(WHAT YOU SHOULD DO): The answer must consist of every line from the entries that holds the word "Returns".

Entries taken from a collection
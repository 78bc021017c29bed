use uuid::Uuid;

use crate::backend::players;
use crate::context::AppContext;
use crate::dto::{NewPlayer, PlayerUpdate};
use crate::entities::{Player, Room};
use crate::error::AppError;

pub struct PlayerService;

impl PlayerService {
    /// Take a seat in `room` as the signed-in user.
    ///
    /// Idempotent: a user who already has a seat gets that seat back. The room becomes the
    /// context's current room.
    ///
    /// # Errors
    ///
    /// Returns [`AppError::NotAuthenticated`], a validation error when the room no longer
    /// accepts players, [`AppError::RoomFull`] at capacity, or the backend error.
    pub async fn join(ctx: &AppContext, room: &Room) -> Result<Player, AppError> {
        let identity = ctx.require_identity().await?;

        if !room.status.can_join() {
            return Err(AppError::Validation(format!(
                "Room {} is already {}",
                room.code, room.status
            )));
        }

        let seated = players::list_players(ctx.client(), room.id).await?;
        if let Some(existing) = seated.iter().find(|p| p.user_id == identity.user_id) {
            tracing::debug!(room_id = %room.id, "already seated");
            ctx.set_current_room(Some(room.id)).await;
            return Ok(existing.clone());
        }

        if i64::try_from(seated.len()).unwrap_or(i64::MAX) >= i64::from(room.max_players) {
            return Err(AppError::RoomFull {
                code: room.code.clone(),
                max_players: room.max_players,
            });
        }

        let new_player = NewPlayer {
            room_id: room.id,
            user_id: identity.user_id,
            username: identity.display_name.clone(),
            avatar: identity.avatar.clone(),
            is_alive: true,
        };
        let player = players::join_room(ctx.client(), &new_player).await?;
        ctx.set_current_room(Some(room.id)).await;
        tracing::info!(room_id = %room.id, user_id = %identity.user_id, "joined room");
        Ok(player)
    }

    /// Give up the signed-in user's seat.
    ///
    /// # Errors
    ///
    /// Returns [`AppError::NotAuthenticated`] or the backend error.
    pub async fn leave(ctx: &AppContext, room_id: Uuid) -> Result<(), AppError> {
        let identity = ctx.require_identity().await?;
        players::leave_room(ctx.client(), room_id, identity.user_id).await?;
        if ctx.current_room().await == Some(room_id) {
            ctx.set_current_room(None).await;
        }
        tracing::info!(%room_id, user_id = %identity.user_id, "left room");
        Ok(())
    }

    /// # Errors
    ///
    /// Returns the backend error.
    pub async fn list(ctx: &AppContext, room_id: Uuid) -> Result<Vec<Player>, AppError> {
        players::list_players(ctx.client(), room_id).await
    }

    /// Update a seated player's role or liveness.
    ///
    /// # Errors
    ///
    /// Returns [`AppError::NotFound`] when the user has no seat, or the backend error.
    pub async fn update(
        ctx: &AppContext,
        room_id: Uuid,
        user_id: Uuid,
        changes: &PlayerUpdate,
    ) -> Result<Player, AppError> {
        players::update_player(ctx.client(), room_id, user_id, changes).await
    }
}
use chrono::{DateTime, Duration, TimeZone};

/// Short label for a message timestamp: `HH:MM` today, `Yesterday`, otherwise `Mon D`.
#[must_use]
pub fn format_timestamp<Tz>(ts: &DateTime<Tz>, now: &DateTime<Tz>) -> String
where
    Tz: TimeZone,
    Tz::Offset: std::fmt::Display,
{
    let day = ts.date_naive();
    let today = now.date_naive();
    if day == today {
        return ts.format("%H:%M").to_string();
    }
    if today
        .checked_sub_signed(Duration::days(1))
        .is_some_and(|yesterday| yesterday == day)
    {
        return "Yesterday".to_string();
    }
    ts.format("%b %-d").to_string()
}

/// Cut `text` to `max_len` characters, appending `...` when shortened.
#[must_use]
pub fn truncate(text: &str, max_len: usize) -> String {
    if text.chars().count() <= max_len {
        return text.to_string();
    }
    let head: String = text.chars().take(max_len).collect();
    format!("{head}...")
}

(EXERCISE ANSWER):
    /// Returns [`AppError::NotAuthenticated`], a validation error when the room no longer
    /// Returns [`AppError::NotAuthenticated`] or the backend error.
    /// Returns the backend error.
    /// Returns [`AppError::NotFound`] when the user has no seat, or the backend error.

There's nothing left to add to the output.